Statistiken und Trends

Laut Daten des Blockchain-Analyseunternehmens Chainalysis haben KI-gesteuerte Identitätsbetrügereien die krypto-bezogenen Verluste im Jahr 2025 auf einen Rekordwert von 17 Milliarden Dollar getrieben. Angreifer verwenden zunehmend Deepfake-Videos, Sprachklonung und gefälschte Identitäten, um ihre Opfer zu täuschen und Zugang zu Geldern zu erhalten.

Vergleich mit früheren Angriffen

Der von Kuchař beschriebene Angriff entspricht eng einer Technik, die erstmals von dem Cybersicherheitsunternehmen Huntress dokumentiert wurde. Dieses berichtete im Juli letzten Jahres, dass Angreifer einen Krypto-Arbeiter in einen inszenierten Zoom-Anruf locken, nachdem sie den ersten Kontakt über Telegram hergestellt hatten, oft unter Verwendung eines gefälschten Meeting-Links, der auf einer gefälschten Zoom-Domain gehostet wird.

Während des Anrufs würden die Angreifer behaupten, es gebe ein Audio-Problem, und das Opfer anweisen, eine vermeintliche Zoom-Lösung zu installieren, die in Wirklichkeit ein bösartiges AppleScript ist, das eine mehrstufige macOS-Infektion einleitet.

Technische Details der Malware

Nach der Ausführung deaktiviert das Skript die Shell-Historie, überprüft oder installiert Rosetta 2 (eine Übersetzungsschicht) auf Apple Silicon-Geräten und fordert den Benutzer wiederholt zur Eingabe seines Systempassworts auf, um erhöhte Berechtigungen zu erhalten. Die Studie ergab, dass die Malware-Kette mehrere Payloads installiert, darunter persistente Hintertüren, Keylogging- und Clipboard-Tools sowie Krypto-Wallet-Diebe.
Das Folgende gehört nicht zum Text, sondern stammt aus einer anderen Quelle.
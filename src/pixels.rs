// src/pixels.rs
//! CPU-side pixel storage for channel baking.
//!
//! A [`PixelBuffer`] owns the texel data of one mip level (all depth layers).
//! Uncompressed formats store one or more components per texel, either
//! normalized bytes or raw floats; compressed formats store opaque 4x4 block
//! data and are only produced by the block compressor or the cache loader.

use bytemuck::{cast_slice, cast_slice_mut};

use crate::error::{Error, Result};

// ────────────────────────────────────────────────────────────────────────────
// Color
// ────────────────────────────────────────────────────────────────────────────

/// An RGBA color with unclamped f32 components.
///
/// Components outside [0, 1] are legal (HDR emissivity intensities).
#[derive(Clone, Copy, Debug, PartialEq)]
pub struct Color {
    pub r: f32,
    pub g: f32,
    pub b: f32,
    pub a: f32,
}

impl Color {
    pub const BLACK: Color = Color::new(0.0, 0.0, 0.0, 1.0);
    pub const WHITE: Color = Color::new(1.0, 1.0, 1.0, 1.0);

    #[inline]
    pub const fn new(r: f32, g: f32, b: f32, a: f32) -> Self {
        Self { r, g, b, a }
    }

    #[inline]
    pub fn component(&self, index: usize) -> f32 {
        match index {
            0 => self.r,
            1 => self.g,
            2 => self.b,
            _ => self.a,
        }
    }

    #[inline]
    pub fn set_component(&mut self, index: usize, value: f32) {
        match index {
            0 => self.r = value,
            1 => self.g = value,
            2 => self.b = value,
            _ => self.a = value,
        }
    }

    /// 16 hex digits encoding the four components for cache identity strings.
    ///
    /// Each component is scaled by 255 and truncated to a signed 16-bit value,
    /// so out-of-range colors still produce distinct, stable digits.
    pub fn cache_hex(&self) -> String {
        let mut out = String::with_capacity(16);
        for i in 0..4 {
            let value = (self.component(i) * 255.0) as i32 as i16;
            out.push_str(&format!("{:04x}", value as u16));
        }
        out
    }

    /// Bitwise equality key, usable as a hash-map key.
    #[inline]
    pub fn bits(&self) -> [u32; 4] {
        [
            self.r.to_bits(),
            self.g.to_bits(),
            self.b.to_bits(),
            self.a.to_bits(),
        ]
    }
}

impl Default for Color {
    fn default() -> Self {
        Color::new(0.0, 0.0, 0.0, 1.0)
    }
}

// ────────────────────────────────────────────────────────────────────────────
// Pixel formats
// ────────────────────────────────────────────────────────────────────────────

/// Storage format of a pixel buffer or GPU texture.
#[derive(Clone, Copy, Debug, PartialEq, Eq, Hash)]
pub enum PixelFormat {
    R8,
    Rg8,
    Rgb8,
    Rgba8,
    R32F,
    Rg32F,
    Rgb32F,
    Rgba32F,
    /// BC1: 4x4 blocks, 8 bytes each, RGB with 1-bit alpha.
    Dxt1,
    /// BC2: 4x4 blocks, 16 bytes each, RGBA with explicit 4-bit alpha.
    Dxt3,
}

impl PixelFormat {
    /// Pick an uncompressed format from a component count and float flag.
    pub fn from_components(components: u8, float: bool) -> Result<Self> {
        Ok(match (components, float) {
            (1, false) => PixelFormat::R8,
            (2, false) => PixelFormat::Rg8,
            (3, false) => PixelFormat::Rgb8,
            (4, false) => PixelFormat::Rgba8,
            (1, true) => PixelFormat::R32F,
            (2, true) => PixelFormat::Rg32F,
            (3, true) => PixelFormat::Rgb32F,
            (4, true) => PixelFormat::Rgba32F,
            _ => return Err(Error::invalid(format!("bad component count {components}"))),
        })
    }

    /// Number of color components (compressed formats report their decoded count).
    #[inline]
    pub fn component_count(&self) -> u8 {
        match self {
            PixelFormat::R8 | PixelFormat::R32F => 1,
            PixelFormat::Rg8 | PixelFormat::Rg32F => 2,
            PixelFormat::Rgb8 | PixelFormat::Rgb32F | PixelFormat::Dxt1 => 3,
            PixelFormat::Rgba8 | PixelFormat::Rgba32F | PixelFormat::Dxt3 => 4,
        }
    }

    #[inline]
    pub fn is_float(&self) -> bool {
        matches!(
            self,
            PixelFormat::R32F | PixelFormat::Rg32F | PixelFormat::Rgb32F | PixelFormat::Rgba32F
        )
    }

    #[inline]
    pub fn is_compressed(&self) -> bool {
        matches!(self, PixelFormat::Dxt1 | PixelFormat::Dxt3)
    }

    /// Bytes per texel for uncompressed formats.
    #[inline]
    pub fn bytes_per_pixel(&self) -> usize {
        match self {
            PixelFormat::R8 => 1,
            PixelFormat::Rg8 => 2,
            PixelFormat::Rgb8 => 3,
            PixelFormat::Rgba8 => 4,
            PixelFormat::R32F => 4,
            PixelFormat::Rg32F => 8,
            PixelFormat::Rgb32F => 12,
            PixelFormat::Rgba32F => 16,
            PixelFormat::Dxt1 | PixelFormat::Dxt3 => 0,
        }
    }

    /// Byte length of a single depth layer at the given dimensions.
    pub fn layer_byte_len(&self, width: u32, height: u32) -> usize {
        match self {
            PixelFormat::Dxt1 => (width as usize).div_ceil(4) * (height as usize).div_ceil(4) * 8,
            PixelFormat::Dxt3 => (width as usize).div_ceil(4) * (height as usize).div_ceil(4) * 16,
            _ => self.bytes_per_pixel() * width as usize * height as usize,
        }
    }

    /// Byte length of all depth layers at the given dimensions.
    #[inline]
    pub fn byte_len(&self, width: u32, height: u32, depth: u32) -> usize {
        self.layer_byte_len(width, height) * depth as usize
    }

    /// Stable tag byte used in cache entry headers.
    #[inline]
    pub fn tag(&self) -> u8 {
        match self {
            PixelFormat::R8 => 0,
            PixelFormat::Rg8 => 1,
            PixelFormat::Rgb8 => 2,
            PixelFormat::Rgba8 => 3,
            PixelFormat::R32F => 4,
            PixelFormat::Rg32F => 5,
            PixelFormat::Rgb32F => 6,
            PixelFormat::Rgba32F => 7,
            PixelFormat::Dxt1 => 8,
            PixelFormat::Dxt3 => 9,
        }
    }

    /// Inverse of [`PixelFormat::tag`].
    pub fn from_tag(tag: u8) -> Option<Self> {
        Some(match tag {
            0 => PixelFormat::R8,
            1 => PixelFormat::Rg8,
            2 => PixelFormat::Rgb8,
            3 => PixelFormat::Rgba8,
            4 => PixelFormat::R32F,
            5 => PixelFormat::Rg32F,
            6 => PixelFormat::Rgb32F,
            7 => PixelFormat::Rgba32F,
            8 => PixelFormat::Dxt1,
            9 => PixelFormat::Dxt3,
            _ => return None,
        })
    }
}

// ────────────────────────────────────────────────────────────────────────────
// Pixel buffer
// ────────────────────────────────────────────────────────────────────────────

/// One mip level of texel data, including all depth layers.
#[derive(Clone, Debug)]
pub struct PixelBuffer {
    format: PixelFormat,
    width: u32,
    height: u32,
    depth: u32,
    data: Vec<u8>,
}

impl PixelBuffer {
    /// Create a zero-filled buffer.
    pub fn new(format: PixelFormat, width: u32, height: u32, depth: u32) -> Result<Self> {
        if width == 0 || height == 0 || depth == 0 {
            return Err(Error::invalid(format!(
                "zero-sized pixel buffer {width}x{height}x{depth}"
            )));
        }
        let len = format.byte_len(width, height, depth);
        Ok(Self {
            format,
            width,
            height,
            depth,
            data: vec![0u8; len],
        })
    }

    /// Wrap existing data, verifying the byte length.
    pub fn from_data(
        format: PixelFormat,
        width: u32,
        height: u32,
        depth: u32,
        data: Vec<u8>,
    ) -> Result<Self> {
        let expected = format.byte_len(width, height, depth);
        if data.len() != expected {
            return Err(Error::invalid(format!(
                "pixel data length {} does not match {}x{}x{} {:?} ({} expected)",
                data.len(),
                width,
                height,
                depth,
                format,
                expected
            )));
        }
        Ok(Self {
            format,
            width,
            height,
            depth,
            data,
        })
    }

    #[inline]
    pub fn format(&self) -> PixelFormat {
        self.format
    }

    #[inline]
    pub fn width(&self) -> u32 {
        self.width
    }

    #[inline]
    pub fn height(&self) -> u32 {
        self.height
    }

    #[inline]
    pub fn depth(&self) -> u32 {
        self.depth
    }

    #[inline]
    pub fn data(&self) -> &[u8] {
        &self.data
    }

    #[inline]
    pub fn into_data(self) -> Vec<u8> {
        self.data
    }

    #[inline]
    fn texel_index(&self, x: u32, y: u32, z: u32) -> usize {
        ((z * self.height + y) * self.width + x) as usize
    }

    /// Read one component as a normalized float. Compressed buffers panic.
    pub fn component(&self, x: u32, y: u32, z: u32, comp: usize) -> f32 {
        debug_assert!(!self.format.is_compressed());
        let comps = self.format.component_count() as usize;
        let idx = self.texel_index(x, y, z) * comps + comp;
        if self.format.is_float() {
            cast_slice::<u8, f32>(&self.data)[idx]
        } else {
            self.data[idx] as f32 / 255.0
        }
    }

    /// Write one component from a normalized float. Compressed buffers panic.
    pub fn set_component(&mut self, x: u32, y: u32, z: u32, comp: usize, value: f32) {
        debug_assert!(!self.format.is_compressed());
        let comps = self.format.component_count() as usize;
        let idx = self.texel_index(x, y, z) * comps + comp;
        if self.format.is_float() {
            cast_slice_mut::<u8, f32>(&mut self.data)[idx] = value;
        } else {
            self.data[idx] = (value * 255.0 + 0.5).clamp(0.0, 255.0) as u8;
        }
    }

    /// Read a full texel; missing components read as 0.
    pub fn texel(&self, x: u32, y: u32, z: u32) -> [f32; 4] {
        let comps = self.format.component_count() as usize;
        let mut out = [0.0f32; 4];
        for (c, slot) in out.iter_mut().enumerate().take(comps) {
            *slot = self.component(x, y, z, c);
        }
        out
    }

    /// Write a full texel; components beyond the format are ignored.
    pub fn set_texel(&mut self, x: u32, y: u32, z: u32, value: [f32; 4]) {
        let comps = self.format.component_count() as usize;
        for (c, v) in value.iter().enumerate().take(comps) {
            self.set_component(x, y, z, c, *v);
        }
    }

    /// Fill masked components with a uniform color, leaving others untouched.
    pub fn fill_uniform(&mut self, color: &Color, mask: [bool; 4]) {
        let comps = self.format.component_count() as usize;
        for z in 0..self.depth {
            for y in 0..self.height {
                for x in 0..self.width {
                    for c in 0..comps {
                        if mask[c] {
                            self.set_component(x, y, z, c, color.component(c));
                        }
                    }
                }
            }
        }
    }
}

#[cfg(test)]
mod tests {
    use super::*;

    #[test]
    fn test_color_cache_hex() {
        let hex = Color::new(0.0, 0.0, 0.0, 1.0).cache_hex();
        assert_eq!(hex.len(), 16);
        assert_eq!(hex, "00000000000000ff");
        // Negative components keep their sign in the encoding.
        let neg = Color::new(-1.0, 0.0, 0.0, 0.0).cache_hex();
        assert_eq!(&neg[..4], "ff01");
    }

    #[test]
    fn test_format_lengths() {
        assert_eq!(PixelFormat::Rgb8.byte_len(4, 4, 1), 48);
        assert_eq!(PixelFormat::Rgba32F.byte_len(2, 2, 6), 2 * 2 * 16 * 6);
        // Compressed sizes round up to whole 4x4 blocks.
        assert_eq!(PixelFormat::Dxt1.byte_len(4, 4, 1), 8);
        assert_eq!(PixelFormat::Dxt1.byte_len(5, 5, 1), 4 * 8);
        assert_eq!(PixelFormat::Dxt3.byte_len(1, 1, 1), 16);
    }

    #[test]
    fn test_tag_round_trip() {
        for tag in 0..=9u8 {
            let fmt = PixelFormat::from_tag(tag).unwrap();
            assert_eq!(fmt.tag(), tag);
        }
        assert!(PixelFormat::from_tag(10).is_none());
    }

    #[test]
    fn test_fill_uniform_respects_mask() {
        let mut buf = PixelBuffer::new(PixelFormat::Rgba8, 2, 2, 1).unwrap();
        buf.set_texel(0, 0, 0, [0.25, 0.25, 0.25, 0.25]);
        let color = Color::new(1.0, 0.5, 0.0, 1.0);
        buf.fill_uniform(&color, [true, false, true, false]);
        let texel = buf.texel(0, 0, 0);
        assert!((texel[0] - 1.0).abs() < 1e-3);
        assert!((texel[1] - 0.25).abs() < 1e-2);
        assert!(texel[2] < 1e-3);
        assert!((texel[3] - 0.25).abs() < 1e-2);
    }

    #[test]
    fn test_float_components_raw() {
        let mut buf = PixelBuffer::new(PixelFormat::Rg32F, 1, 1, 1).unwrap();
        buf.set_component(0, 0, 0, 1, 3.5);
        assert_eq!(buf.component(0, 0, 0, 1), 3.5);
    }

    #[test]
    fn test_from_data_length_check() {
        assert!(PixelBuffer::from_data(PixelFormat::R8, 2, 2, 1, vec![0; 3]).is_err());
        assert!(PixelBuffer::from_data(PixelFormat::R8, 2, 2, 1, vec![0; 4]).is_ok());
    }
}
Verbindungen zur Lazarus Group

Diese Abfolge wurde von Kuchař erwähnt, als er am Montag bekannt gab, dass sein Telegram-Konto kompromittiert wurde und später verwendet wurde, um andere auf die gleiche Weise anzugreifen. Sicherheitsforscher von Huntress haben den Eindringling mit hoher Zuversicht einer nordkorea-verbundenen fortgeschrittenen Bedrohung zugeordnet, die als TA444 verfolgt wird, auch bekannt als BlueNoroff und unter mehreren anderen Aliasnamen, die unter dem Oberbegriff Lazarus Group operieren.

Diese staatlich geförderte Gruppe konzentriert sich seit mindestens 2017 auf den Diebstahl von Kryptowährungen. Als Shān Zhang, Chief Information Security Officer des Blockchain-Sicherheitsunternehmens Slowmist, nach den operativen Zielen dieser Kampagnen und möglichen Zusammenhängen gefragt wurde, äußerte er gegenüber Decrypt, dass der jüngste Angriff auf Kuchař „möglicherweise“ mit breiteren Kampagnen der Lazarus Group verbunden ist.

Schlussfolgerungen und Empfehlungen

Es gibt eine klare Wiederverwendung über Kampagnen hinweg. Wir sehen konsequent, dass spezifische Wallets ins Visier genommen werden und sehr ähnliche Installationsskripte verwendet werden, sagte David Liberman, Mitbegründer des dezentralen KI-Computernetzwerks Gonka, gegenüber Decrypt. Bilder und Videos „können nicht länger als zuverlässiger Beweis für Authentizität behandelt werden“, sagte Liberman und fügte hinzu, dass digitale Inhalte „kryptografisch von ihrem Ersteller signiert werden sollten, und solche Signaturen sollten eine Multi-Faktor-Authentifizierung erfordern“.

Narrative sind in Kontexten wie diesem zu „einem wichtigen Signal geworden, um zu verfolgen und zu erkennen“, da diese Angriffe „auf vertrauten sozialen Mustern basieren“, erklärte er. Die Lazarus Group aus Nordkorea ist mit Kampagnen gegen Krypto-Unternehmen, -Arbeiter und -Entwickler verbunden, die maßgeschneiderte Malware und ausgeklügelte soziale Ingenieurtechniken einsetzen, um digitale Vermögenswerte und Zugangsdaten zu stehlen.